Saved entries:
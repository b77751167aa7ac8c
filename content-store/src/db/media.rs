/// Media database operations
use crate::error::{Result, StoreError};
use crate::models::{Media, MediaKind};
use sqlx::PgPool;
use uuid::Uuid;

/// Attach a media item to a post
pub async fn create_media(
    pool: &PgPool,
    post_id: Uuid,
    media_type: MediaKind,
    url: &str,
) -> Result<Media> {
    if url.is_empty() {
        return Err(StoreError::Validation("url must not be empty".to_string()));
    }

    let media = sqlx::query_as::<_, Media>(
        r#"
        INSERT INTO media (id, media_type, url, post_id)
        VALUES (uuid_generate_v4(), $1, $2, $3)
        RETURNING *
        "#,
    )
    .bind(media_type)
    .bind(url)
    .bind(post_id)
    .fetch_one(pool)
    .await?;

    Ok(media)
}

/// Find a media item by ID
pub async fn find_media_by_id(pool: &PgPool, media_id: Uuid) -> Result<Option<Media>> {
    let media = sqlx::query_as::<_, Media>("SELECT * FROM media WHERE id = $1")
        .bind(media_id)
        .fetch_optional(pool)
        .await?;

    Ok(media)
}

/// Get all media attached to a post
pub async fn get_media_by_post(pool: &PgPool, post_id: Uuid) -> Result<Vec<Media>> {
    let media = sqlx::query_as::<_, Media>("SELECT * FROM media WHERE post_id = $1")
        .bind(post_id)
        .fetch_all(pool)
        .await?;

    Ok(media)
}

/// Update the URL of a media item
pub async fn update_media_url(pool: &PgPool, media_id: Uuid, url: &str) -> Result<Media> {
    if url.is_empty() {
        return Err(StoreError::Validation("url must not be empty".to_string()));
    }

    let media = sqlx::query_as::<_, Media>(
        r#"
        UPDATE media
        SET url = $1
        WHERE id = $2
        RETURNING *
        "#,
    )
    .bind(url)
    .bind(media_id)
    .fetch_optional(pool)
    .await?;

    media.ok_or_else(|| StoreError::NotFound(format!("media {}", media_id)))
}

/// Delete a media item
pub async fn delete_media(pool: &PgPool, media_id: Uuid) -> Result<bool> {
    let result = sqlx::query("DELETE FROM media WHERE id = $1")
        .bind(media_id)
        .execute(pool)
        .await?;

    Ok(result.rows_affected() > 0)
}
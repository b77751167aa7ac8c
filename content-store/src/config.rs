/// Configuration management for the content store
///
/// Loads configuration from environment variables.
use anyhow::{Context, Result};
use serde::{Deserialize, Serialize};

/// Main application configuration
#[derive(Debug, Clone, Serialize, Deserialize)]
pub struct Config {
    /// Application settings
    pub app: AppConfig,
    /// Database configuration
    pub database: DatabaseConfig,
}

/// Application settings
#[derive(Debug, Clone, Serialize, Deserialize)]
pub struct AppConfig {
    /// Application environment (dev, staging, prod)
    pub env: String,
}

/// Database configuration
#[derive(Debug, Clone, Serialize, Deserialize)]
pub struct DatabaseConfig {
    /// Database URL
    pub url: String,
    /// Max connections in pool
    #[serde(default = "default_max_connections")]
    pub max_connections: u32,
    /// Min connections in pool
    #[serde(default = "default_min_connections")]
    pub min_connections: u32,
}

fn default_max_connections() -> u32 {
    20
}

fn default_min_connections() -> u32 {
    5
}

impl Config {
    /// Load configuration from environment variables
    pub fn from_env() -> Result<Self> {
        let app = AppConfig {
            env: std::env::var("APP_ENV").unwrap_or_else(|_| "development".to_string()),
        };

        let database = DatabaseConfig {
            url: std::env::var("DATABASE_URL")
                .context("DATABASE_URL environment variable not set")?,
            max_connections: std::env::var("DB_MAX_CONNECTIONS")
                .ok()
                .and_then(|s| s.parse().ok())
                .unwrap_or_else(default_max_connections),
            min_connections: std::env::var("DB_MIN_CONNECTIONS")
                .ok()
                .and_then(|s| s.parse().ok())
                .unwrap_or_else(default_min_connections),
        };

        Ok(Config { app, database })
    }
}

impl DatabaseConfig {
    /// Build a pool configuration for this database
    pub fn pool_config(&self, service_name: &str) -> db_pool::DbConfig {
        db_pool::DbConfig {
            service_name: service_name.to_string(),
            database_url: self.url.clone(),
            max_connections: self.max_connections,
            min_connections: self.min_connections,
            ..db_pool::DbConfig::default()
        }
    }
}

#[cfg(test)]
mod tests {
    use super::*;

    #[test]
    #[serial_test::serial]
    fn test_default_values() {
        std::env::remove_var("APP_ENV");
        std::env::remove_var("DB_MAX_CONNECTIONS");
        std::env::remove_var("DB_MIN_CONNECTIONS");
        std::env::set_var("DATABASE_URL", "postgres://test");

        let config = Config::from_env().unwrap();

        assert_eq!(config.app.env, "development");
        assert_eq!(config.database.url, "postgres://test");
        assert_eq!(config.database.max_connections, 20);
        assert_eq!(config.database.min_connections, 5);

        std::env::remove_var("DATABASE_URL");
    }

    #[test]
    #[serial_test::serial]
    fn test_missing_database_url() {
        std::env::remove_var("DATABASE_URL");

        assert!(Config::from_env().is_err());
    }

    #[test]
    #[serial_test::serial]
    fn test_pool_config_carries_sizing() {
        std::env::set_var("DATABASE_URL", "postgres://test");
        std::env::set_var("DB_MAX_CONNECTIONS", "8");
        std::env::set_var("DB_MIN_CONNECTIONS", "2");

        let config = Config::from_env().unwrap();
        let pool_config = config.database.pool_config("content-store");

        assert_eq!(pool_config.service_name, "content-store");
        assert_eq!(pool_config.max_connections, 8);
        assert_eq!(pool_config.min_connections, 2);

        std::env::remove_var("DB_MAX_CONNECTIONS");
        std::env::remove_var("DB_MIN_CONNECTIONS");
        std::env::remove_var("DATABASE_URL");
    }
}
/// Error types for the content store
use thiserror::Error;

/// Result type alias for store operations
pub type Result<T> = std::result::Result<T, StoreError>;

#[derive(Debug, Error)]
pub enum StoreError {
    #[error("Validation error: {0}")]
    Validation(String),

    #[error("Conflict: {0}")]
    Conflict(String),

    #[error("Foreign key violation: {0}")]
    ForeignKey(String),

    #[error("Not found: {0}")]
    NotFound(String),

    #[error("Database error: {0}")]
    Database(sqlx::Error),
}

/// Classify driver errors so `?` in repositories surfaces constraint
/// failures as their own variants.
///
/// PostgreSQL unique violations (23505) become `Conflict`; referential
/// integrity violations (23503) become `ForeignKey`, whether raised by
/// an insert with a dangling reference or a delete that dependents
/// still restrict.
impl From<sqlx::Error> for StoreError {
    fn from(err: sqlx::Error) -> Self {
        if let sqlx::Error::Database(db_err) = &err {
            if db_err.is_unique_violation() {
                let constraint = db_err.constraint().unwrap_or("unique constraint");
                tracing::debug!(constraint, "unique violation");
                return StoreError::Conflict(constraint.to_string());
            }
            if db_err.is_foreign_key_violation() {
                let constraint = db_err.constraint().unwrap_or("foreign key");
                tracing::debug!(constraint, "foreign key violation");
                return StoreError::ForeignKey(constraint.to_string());
            }
        }
        StoreError::Database(err)
    }
}

#[cfg(test)]
mod tests {
    use super::*;

    #[test]
    fn test_non_database_errors_pass_through() {
        let err = StoreError::from(sqlx::Error::RowNotFound);
        assert!(matches!(err, StoreError::Database(_)));
    }

    #[test]
    fn test_display_includes_context() {
        let err = StoreError::Validation("title must be 1-255 characters".to_string());
        assert_eq!(
            err.to_string(),
            "Validation error: title must be 1-255 characters"
        );

        let err = StoreError::NotFound("post 42".to_string());
        assert_eq!(err.to_string(), "Not found: post 42");
    }
}
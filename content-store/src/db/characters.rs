/// Character catalog database operations
use crate::error::{Result, StoreError};
use crate::models::{Character, CharacterFavorite};
use crate::validators::{validate_bounded_text, MAX_LABEL_LEN};
use sqlx::PgPool;
use uuid::Uuid;

/// Optional fields for character updates
#[derive(Debug, Default)]
pub struct UpdateCharacterFields {
    pub name: Option<String>,
    pub description: Option<String>,
    pub homeworld: Option<String>,
    pub species: Option<String>,
}

fn validate_character_fields(
    name: Option<&str>,
    description: Option<&str>,
    homeworld: Option<&str>,
    species: Option<&str>,
) -> Result<()> {
    for (field, value) in [("name", name), ("homeworld", homeworld), ("species", species)] {
        if let Some(value) = value {
            if !validate_bounded_text(value, MAX_LABEL_LEN) {
                return Err(StoreError::Validation(format!(
                    "{} must be 1-{} characters",
                    field, MAX_LABEL_LEN
                )));
            }
        }
    }
    if let Some(description) = description {
        if description.is_empty() {
            return Err(StoreError::Validation(
                "description must not be empty".to_string(),
            ));
        }
    }
    Ok(())
}

/// Add a character to the catalog
pub async fn create_character(
    pool: &PgPool,
    name: &str,
    description: &str,
    homeworld: &str,
    species: &str,
) -> Result<Character> {
    validate_character_fields(
        Some(name),
        Some(description),
        Some(homeworld),
        Some(species),
    )?;

    let character = sqlx::query_as::<_, Character>(
        r#"
        INSERT INTO characters (id, name, description, homeworld, species)
        VALUES (uuid_generate_v4(), $1, $2, $3, $4)
        RETURNING *
        "#,
    )
    .bind(name)
    .bind(description)
    .bind(homeworld)
    .bind(species)
    .fetch_one(pool)
    .await?;

    Ok(character)
}

/// Find a character by ID
pub async fn find_character_by_id(
    pool: &PgPool,
    character_id: Uuid,
) -> Result<Option<Character>> {
    let character = sqlx::query_as::<_, Character>("SELECT * FROM characters WHERE id = $1")
        .bind(character_id)
        .fetch_optional(pool)
        .await?;

    Ok(character)
}

/// List the catalog, ordered by name
pub async fn list_characters(pool: &PgPool, limit: i64, offset: i64) -> Result<Vec<Character>> {
    let characters = sqlx::query_as::<_, Character>(
        r#"
        SELECT * FROM characters
        ORDER BY name
        LIMIT $1 OFFSET $2
        "#,
    )
    .bind(limit)
    .bind(offset)
    .fetch_all(pool)
    .await?;

    Ok(characters)
}

/// Update catalog fields
pub async fn update_character(
    pool: &PgPool,
    character_id: Uuid,
    fields: UpdateCharacterFields,
) -> Result<Character> {
    validate_character_fields(
        fields.name.as_deref(),
        fields.description.as_deref(),
        fields.homeworld.as_deref(),
        fields.species.as_deref(),
    )?;

    let character = sqlx::query_as::<_, Character>(
        r#"
        UPDATE characters
        SET name = COALESCE($1, name),
            description = COALESCE($2, description),
            homeworld = COALESCE($3, homeworld),
            species = COALESCE($4, species)
        WHERE id = $5
        RETURNING *
        "#,
    )
    .bind(fields.name)
    .bind(fields.description)
    .bind(fields.homeworld)
    .bind(fields.species)
    .bind(character_id)
    .fetch_optional(pool)
    .await?;

    character.ok_or_else(|| StoreError::NotFound(format!("character {}", character_id)))
}

/// Delete a character
///
/// Fails while favorite rows still reference it.
pub async fn delete_character(pool: &PgPool, character_id: Uuid) -> Result<bool> {
    let result = sqlx::query("DELETE FROM characters WHERE id = $1")
        .bind(character_id)
        .execute(pool)
        .await?;

    Ok(result.rows_affected() > 0)
}

/// Mark a character as a user's favorite (idempotent)
pub async fn add_character_favorite(
    pool: &PgPool,
    user_id: Uuid,
    character_id: Uuid,
) -> Result<CharacterFavorite> {
    let favorite = sqlx::query_as::<_, CharacterFavorite>(
        r#"
        INSERT INTO character_favorites (id, user_id, character_id, created_at)
        VALUES (uuid_generate_v4(), $1, $2, NOW())
        ON CONFLICT (user_id, character_id) DO UPDATE
        SET user_id = EXCLUDED.user_id
        RETURNING *
        "#,
    )
    .bind(user_id)
    .bind(character_id)
    .fetch_one(pool)
    .await?;

    Ok(favorite)
}

/// Remove a character favorite
pub async fn remove_character_favorite(
    pool: &PgPool,
    user_id: Uuid,
    character_id: Uuid,
) -> Result<bool> {
    let result =
        sqlx::query("DELETE FROM character_favorites WHERE user_id = $1 AND character_id = $2")
            .bind(user_id)
            .bind(character_id)
            .execute(pool)
            .await?;

    Ok(result.rows_affected() > 0)
}

/// Get the characters a user has favorited, most recent first
pub async fn get_user_character_favorites(
    pool: &PgPool,
    user_id: Uuid,
    limit: i64,
    offset: i64,
) -> Result<Vec<Character>> {
    let characters = sqlx::query_as::<_, Character>(
        r#"
        SELECT c.id, c.name, c.description, c.homeworld, c.species
        FROM character_favorites cf
        JOIN characters c ON cf.character_id = c.id
        WHERE cf.user_id = $1
        ORDER BY cf.created_at DESC
        LIMIT $2 OFFSET $3
        "#,
    )
    .bind(user_id)
    .bind(limit)
    .bind(offset)
    .fetch_all(pool)
    .await?;

    Ok(characters)
}

/// Get favorite count for a character
pub async fn count_character_favorites(pool: &PgPool, character_id: Uuid) -> Result<i64> {
    let count: i64 =
        sqlx::query_scalar("SELECT COUNT(*) FROM character_favorites WHERE character_id = $1")
            .bind(character_id)
            .fetch_one(pool)
            .await?;

    Ok(count)
}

> **What needs to be done**
Lines from the beginning of the data above through the line containing "of a media item" are to be returned exactly, and no others.

> **Task answer**
repository b77751167aa7ac8c
filename content-store/src/db/media.rs
/// Media database operations
use crate::error::{Result, StoreError};
use crate::models::{Media, MediaKind};
use sqlx::PgPool;
use uuid::Uuid;

/// Attach a media item to a post
pub async fn create_media(
    pool: &PgPool,
    post_id: Uuid,
    media_type: MediaKind,
    url: &str,
) -> Result<Media> {
    if url.is_empty() {
        return Err(StoreError::Validation("url must not be empty".to_string()));
    }

    let media = sqlx::query_as::<_, Media>(
        r#"
        INSERT INTO media (id, media_type, url, post_id)
        VALUES (uuid_generate_v4(), $1, $2, $3)
        RETURNING *
        "#,
    )
    .bind(media_type)
    .bind(url)
    .bind(post_id)
    .fetch_one(pool)
    .await?;

    Ok(media)
}

/// Find a media item by ID
pub async fn find_media_by_id(pool: &PgPool, media_id: Uuid) -> Result<Option<Media>> {
    let media = sqlx::query_as::<_, Media>("SELECT * FROM media WHERE id = $1")
        .bind(media_id)
        .fetch_optional(pool)
        .await?;

    Ok(media)
}

/// Get all media attached to a post
pub async fn get_media_by_post(pool: &PgPool, post_id: Uuid) -> Result<Vec<Media>> {
    let media = sqlx::query_as::<_, Media>("SELECT * FROM media WHERE post_id = $1")
        .bind(post_id)
        .fetch_all(pool)
        .await?;

    Ok(media)
}

/// Update the URL of a media item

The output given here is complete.